Proposal: Stage based app bootstrap process

Zbigniew Braniecki

unread,

Apr 14, 2014, 6:07:20 PM4/14/14

to mozilla-...@lists.mozilla.org

=== Problem ===

FirefoxOS apps bootstrap code is quite messy and incoherent.

Lack of API that would enable an App to control the System's behavior (like firstPaint) results in a lot of dirty hacks intended to provide decent app startup user experience.

Preventing FOUC's, flickering, on-screen layout composition, both for apps and for the System itself (think - runtime localization) requires a lot of trickery and suboptimal heuristics and still depends on unreliable behavior like I/O or CPU speed.

On top of that, lack of standardized way for the App to report it's bootstrapping progress makes it impossible to reliably measure such basic characteristics as startup performance or memory consumption.
We just don't know what does it mean that the App is loaded, so we're guessing.

The one characteristic that we can use is firstPaint for performance and arbitrarily chosen 10 second delay for measuring memory consumption.
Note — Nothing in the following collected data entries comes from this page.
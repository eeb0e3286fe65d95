//! Command model and dispatch.
//!
//! A [`Command`] is built by the CLI (or any front-end honouring the
//! same contract) from already-resolved relays, then handed to
//! [`SessionContext::execute`], which owns the boot guard and runs
//! exactly one sequencer at a time. The front-end serialises requests;
//! the core holds no queue.

use std::time::Duration;

use log::info;

use crate::boot_guard::BootGuard;
use crate::call::{CallTimings, MaintainedCall};
use crate::cancel::CancelToken;
use crate::config::SessionConfig;
use crate::driver::{Polarity, PolarityDriver};
use crate::error::{ConfigError, Error, Result};
use crate::ports::{Clock, OutputBank};
use crate::registry::Relay;
use crate::sequencer::{Outcome, PulseScript, PulseSequencer};

/// What a command does once its relays are driven fail-safe.
#[derive(Debug, Clone, PartialEq, Eq)]
pub enum CommandKind {
    /// Bench click-test: run the script against every target in order.
    Probe { script: PulseScript },
    /// Ignition request: one qualified pulse, or the maintained-call
    /// pattern when `maintained` is set.
    Ignite {
        pulse: Duration,
        maintained: bool,
        hold_for: Option<Duration>,
    },
    /// Close the target and hold (no re-qualification phases).
    Hold { hold_for: Option<Duration> },
    /// Force the targets INACTIVE and exit. Constructing the driver
    /// already does this; the kind exists so `off`/`low` share the
    /// dispatch path.
    Release,
}

/// One fully resolved actuation request.
#[derive(Debug, Clone, PartialEq, Eq)]
pub struct Command {
    pub kind: CommandKind,
    /// Ordered targets, already resolved against the registry.
    pub targets: Vec<Relay>,
    pub polarity: Polarity,
    /// Boot-guard threshold for this command. Zero skips the guard
    /// (probe runs on the bench with nothing wired to the fireplace).
    pub boot_guard: Duration,
}

/// Process-lifetime execution context: clock, cancel token, boot guard.
pub struct SessionContext<'a, C: Clock> {
    clock: &'a C,
    cancel: &'a CancelToken,
    guard: BootGuard,
    slice: Duration,
    timings: CallTimings,
}

impl<'a, C: Clock> SessionContext<'a, C> {
    /// Arm the context now. `uptime_credit` counts time spent before the
    /// process started (system uptime) toward the boot guard.
    pub fn new(
        clock: &'a C,
        cancel: &'a CancelToken,
        config: &SessionConfig,
        uptime_credit: Option<Duration>,
    ) -> Self {
        let guard = match uptime_credit {
            Some(credit) => BootGuard::with_elapsed(clock, credit),
            None => BootGuard::new(clock),
        };
        Self {
            clock,
            cancel,
            guard,
            slice: config.poll_slice(),
            timings: config.call_timings(),
        }
    }

    /// Run one command to completion, cancellation, or error.
    ///
    /// Every exit path leaves the relays INACTIVE: the driver forces
    /// them on construction, the sequencers on every abort path, and
    /// the driver's `Drop` backstops the rest.
    pub fn execute<B: OutputBank>(&mut self, cmd: &Command, bank: B) -> Result<Outcome> {
        if cmd.targets.is_empty() {
            return Err(ConfigError::MissingRelay("command needs at least one target").into());
        }

        info!(
            "executing {:?} on {:?} (polarity {:?})",
            cmd.kind,
            cmd.targets.iter().map(|r| r.name.as_str()).collect::<Vec<_>>(),
            cmd.polarity
        );

        let mut driver = PolarityDriver::new(bank, cmd.polarity, &cmd.targets)?;

        // Gate the first ACTIVE transition behind the IPI diagnostic
        // window. Cancellation here is a clean abort: nothing has gone
        // ACTIVE yet.
        match self
            .guard
            .ensure_safe(cmd.boot_guard, self.clock, self.cancel, self.slice)
        {
            Ok(()) => {}
            Err(Error::Cancelled) => return Ok(Outcome::Cancelled),
            Err(e) => return Err(e),
        }

        match &cmd.kind {
            CommandKind::Probe { script } => {
                PulseSequencer::new(&mut driver, self.clock, self.cancel, self.slice)
                    .run(&cmd.targets, script)
            }
            CommandKind::Ignite {
                pulse,
                maintained,
                hold_for,
            } => {
                let relay = &cmd.targets[0];
                if *maintained {
                    MaintainedCall::new(
                        &mut driver,
                        self.clock,
                        self.cancel,
                        self.slice,
                        self.timings,
                    )
                    .run(relay, *hold_for)
                } else {
                    PulseSequencer::new(&mut driver, self.clock, self.cancel, self.slice)
                        .run(std::slice::from_ref(relay), &PulseScript::pulse(*pulse))
                }
            }
            CommandKind::Hold { hold_for } => {
                PulseSequencer::new(&mut driver, self.clock, self.cancel, self.slice)
                    .hold(&cmd.targets[0], *hold_for)
            }
            CommandKind::Release => Ok(Outcome::Completed),
        }
    }
}
//! Relay registry -- semantic relay names mapped to BCM output pins.
//!
//! Read-mostly after startup. Registration enforces uniqueness both ways:
//! a name maps to exactly one pin and a pin backs exactly one name.
//! Duplicate bindings are a configuration error surfaced before any relay
//! is driven.

use std::collections::BTreeMap;

use crate::error::ConfigError;
use crate::pins;

/// A named relay channel. Immutable after registration.
#[derive(Debug, Clone, PartialEq, Eq)]
pub struct Relay {
    pub name: String,
    pub pin: u8,
}

impl Relay {
    pub fn new(name: impl Into<String>, pin: u8) -> Self {
        Self {
            name: name.into(),
            pin,
        }
    }
}

/// In-memory name → pin mapping.
#[derive(Debug, Default)]
pub struct RelayRegistry {
    relays: Vec<Relay>,
}

impl RelayRegistry {
    pub fn new() -> Self {
        Self::default()
    }

    /// Registry pre-loaded with the KS0212 shield table from [`pins`].
    pub fn with_known_relays() -> Self {
        let mut reg = Self::new();
        for (name, pin) in pins::KNOWN_RELAYS {
            // The static table is checked by tests; duplicates cannot occur.
            let _ = reg.register(name, pin);
        }
        reg
    }

    /// Bind `name` to `pin`. Fails if the name is taken or the pin is
    /// already bound to a different name.
    pub fn register(&mut self, name: &str, pin: u8) -> Result<(), ConfigError> {
        if self.relays.iter().any(|r| r.name == name) {
            return Err(ConfigError::DuplicateName(name.to_string()));
        }
        if let Some(existing) = self.relays.iter().find(|r| r.pin == pin) {
            return Err(ConfigError::PinAlreadyBound {
                pin,
                name: existing.name.clone(),
            });
        }
        self.relays.push(Relay::new(name, pin));
        Ok(())
    }

    /// Look up a relay by its registered name (no aliasing).
    pub fn resolve(&self, name: &str) -> Result<&Relay, ConfigError> {
        self.relays
            .iter()
            .find(|r| r.name == name)
            .ok_or_else(|| ConfigError::UnknownRelay(name.to_string()))
    }

    /// Resolve a user-supplied relay reference: a registered name, a
    /// documented alias, or a bare BCM pin number (which yields an
    /// ad-hoc `gpio<N>` relay so unlisted channels can still be driven).
    pub fn resolve_ref(&self, reference: &str) -> Result<Relay, ConfigError> {
        let trimmed = reference.trim();
        let name = pins::ALIASES
            .iter()
            .find(|(alias, _)| *alias == trimmed)
            .map_or(trimmed, |(_, canonical)| *canonical);

        if let Ok(relay) = self.resolve(name) {
            return Ok(relay.clone());
        }
        if let Ok(pin) = trimmed.parse::<u8>() {
            return Ok(self.relay_for_pin(pin));
        }
        Err(ConfigError::UnknownRelay(reference.to_string()))
    }

    /// Relay handle for a raw pin: the registered name if the pin is
    /// known, otherwise `gpio<N>`.
    pub fn relay_for_pin(&self, pin: u8) -> Relay {
        self.relays
            .iter()
            .find(|r| r.pin == pin)
            .cloned()
            .unwrap_or_else(|| Relay::new(format!("gpio{pin}"), pin))
    }

    /// Registered relays in registration (physical) order.
    pub fn iter(&self) -> impl Iterator<Item = &Relay> {
        self.relays.iter()
    }

    /// Name → pin map, sorted by name (for `list-relays --json`).
    pub fn to_map(&self) -> BTreeMap<String, u8> {
        self.relays
            .iter()
            .map(|r| (r.name.clone(), r.pin))
            .collect()
    }
}
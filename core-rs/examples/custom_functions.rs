/// Example: Serve a graph with application-defined SPARQL functions
///
/// Registers two extension functions, loads a small graph and serves it on
/// http://localhost:8000/sparql. Try:
///
///   curl -G http://localhost:8000/sparql \
///     -H 'Accept: application/json' \
///     --data-urlencode 'query=PREFIX fn: <https://example.org/fn/>
///       SELECT ?name ?shout WHERE { ?s <http://xmlns.com/foaf/0.1/name> ?name
///       BIND(fn:shout(?name) AS ?shout) }'
///
/// Usage:
///   cargo run --example custom_functions

use oxigraph::io::RdfFormat;
use oxigraph::model::{Literal, Term};
use sparql_endpoint::{
    functions, init_logging, AppState, EndpointConfig, EndpointServer, ExtensionRegistry, QueryExecutor,
    TelemetryConfig,
};
use std::sync::Arc;

const DATA: &str = r#"
@prefix foaf: <http://xmlns.com/foaf/0.1/> .
<http://example.org/alice> foaf:name "Alice" .
<http://example.org/bob> foaf:name "Bob" .
"#;

/// Upper-case a literal
fn shout(args: &[Term]) -> Option<Term> {
    match args {
        [Term::Literal(literal)] => Some(Literal::new_simple_literal(literal.value().to_uppercase()).into()),
        _ => None,
    }
}

/// Length of a literal's lexical form
fn length(args: &[Term]) -> Option<Term> {
    match args {
        [Term::Literal(literal)] => Some(Literal::from(literal.value().chars().count() as i64).into()),
        _ => None,
    }
}

#[tokio::main]
async fn main() -> Result<(), Box<dyn std::error::Error>> {
    init_logging(&TelemetryConfig::default());

    let mut registry = ExtensionRegistry::new();
    functions::register_defaults(&mut registry)?;
    registry.register("https://example.org/fn/shout", shout)?;
    registry.register("https://example.org/fn/length", length)?;

    let executor = QueryExecutor::in_memory(Arc::new(registry))?;
    executor.load_reader(RdfFormat::Turtle, DATA.as_bytes())?;

    let config = EndpointConfig {
        title: "Custom functions demo".to_string(),
        public_url: "http://localhost:8000/sparql".to_string(),
        example_query: "PREFIX fn: <https://example.org/fn/>\nSELECT ?name ?shout ?length WHERE {\n    ?s <http://xmlns.com/foaf/0.1/name> ?name .\n    BIND(fn:shout(?name) AS ?shout)\n    BIND(fn:length(?name) AS ?length)\n}".to_string(),
        ..Default::default()
    }
    .with_env_api_key();

    println!("Serving on http://{}{}", config.listen_addr(), config.path);
    EndpointServer::new(AppState::new(config, executor)?).run().await?;

    Ok(())
}
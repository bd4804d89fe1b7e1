//! Error types for the SPARQL endpoint

use axum::http::StatusCode;
use axum::response::{IntoResponse, Response};
use serde::Serialize;
use thiserror::Error;

#[derive(Error, Debug)]
pub enum EndpointError {
    /// Operation text is missing, ambiguous or fails to parse
    #[error("{0}")]
    BadRequest(String),

    /// Update disabled, or bearer token missing/invalid
    #[error("{0}")]
    Forbidden(String),

    /// Parsed operation the endpoint does not execute (e.g. LOAD)
    #[error("{0}")]
    NotImplemented(String),

    /// Negotiated format cannot encode the result shape
    #[error("{0}")]
    UnprocessableEntity(String),

    #[error("Error executing the SPARQL operation: {0}")]
    Execution(String),

    #[error("Unbound extension function: <{0}>")]
    UnboundFunction(String),

    #[error("Extension function already registered: <{0}>")]
    DuplicateFunction(String),

    #[error("Error loading RDF data: {0}")]
    Load(String),

    #[error("Invalid IRI: {0}")]
    InvalidIri(String),

    #[error("Configuration error: {0}")]
    Config(String),

    #[error("IO error: {0}")]
    Io(#[from] std::io::Error),

    #[error("YAML error: {0}")]
    Yaml(#[from] serde_yaml::Error),

    #[error("Internal error: {0}")]
    Internal(String),
}

impl EndpointError {
    pub fn bad_request(msg: impl Into<String>) -> Self {
        EndpointError::BadRequest(msg.into())
    }

    pub fn forbidden(msg: impl Into<String>) -> Self {
        EndpointError::Forbidden(msg.into())
    }

    pub fn not_implemented(msg: impl Into<String>) -> Self {
        EndpointError::NotImplemented(msg.into())
    }

    pub fn unprocessable(msg: impl Into<String>) -> Self {
        EndpointError::UnprocessableEntity(msg.into())
    }

    pub fn execution(msg: impl Into<String>) -> Self {
        EndpointError::Execution(msg.into())
    }

    pub fn internal(msg: impl Into<String>) -> Self {
        EndpointError::Internal(msg.into())
    }

    /// Map error to HTTP status code
    pub fn status_code(&self) -> StatusCode {
        match self {
            EndpointError::BadRequest(_) => StatusCode::BAD_REQUEST,
            EndpointError::Execution(_) => StatusCode::BAD_REQUEST,
            EndpointError::UnboundFunction(_) => StatusCode::BAD_REQUEST,
            EndpointError::Forbidden(_) => StatusCode::FORBIDDEN,
            EndpointError::NotImplemented(_) => StatusCode::NOT_IMPLEMENTED,
            EndpointError::UnprocessableEntity(_) => StatusCode::UNPROCESSABLE_ENTITY,

            // Startup and internal failures
            EndpointError::DuplicateFunction(_)
            | EndpointError::InvalidIri(_)
            | EndpointError::Load(_)
            | EndpointError::Config(_)
            | EndpointError::Io(_)
            | EndpointError::Yaml(_)
            | EndpointError::Internal(_) => StatusCode::INTERNAL_SERVER_ERROR,
        }
    }
}

/// JSON error response body
#[derive(Serialize)]
pub struct ErrorResponse {
    pub message: String,
    pub status: u16,
}

impl IntoResponse for EndpointError {
    fn into_response(self) -> Response {
        let status = self.status_code();

        if status.is_server_error() {
            tracing::error!(status = status.as_u16(), error = %self, "request failed");
        } else {
            tracing::warn!(status = status.as_u16(), error = %self, "request rejected");
        }

        let body = ErrorResponse {
            message: self.to_string(),
            status: status.as_u16(),
        };

        let json = serde_json::to_string(&body)
            .unwrap_or_else(|_| format!(r#"{{"message":"{}","status":{}}}"#, status, status.as_u16()));

        (status, [("content-type", "application/json")], json).into_response()
    }
}

pub type Result<T> = std::result::Result<T, EndpointError>;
That's all guesswork.

This also incentivize developers to postpone more and more of bootstrapping post firstPaint which gives better values to firstPaint while it decreases the user experience due to post-firstPaint screen composition and unresponsive UI.

=== Proposed solution ===

I'd like to suggest implementation of a stage based bootstrapping process.

The stages would be asynchronous, flexible and optional.

Asynchronous means that firing the App code for given stage loading may launch asynchronous code (like data loading or worker operations) and the App will end the stage firing an event to notify the System when the stage is complete.

Flexible means that code related to stages may be fired out of order and the behavior of the App bootstrapping may be adjusted to particular app needs (think: developer knowing that async data loading for stage4 does not block stage3 may initialize the loading for stage4 before stage3).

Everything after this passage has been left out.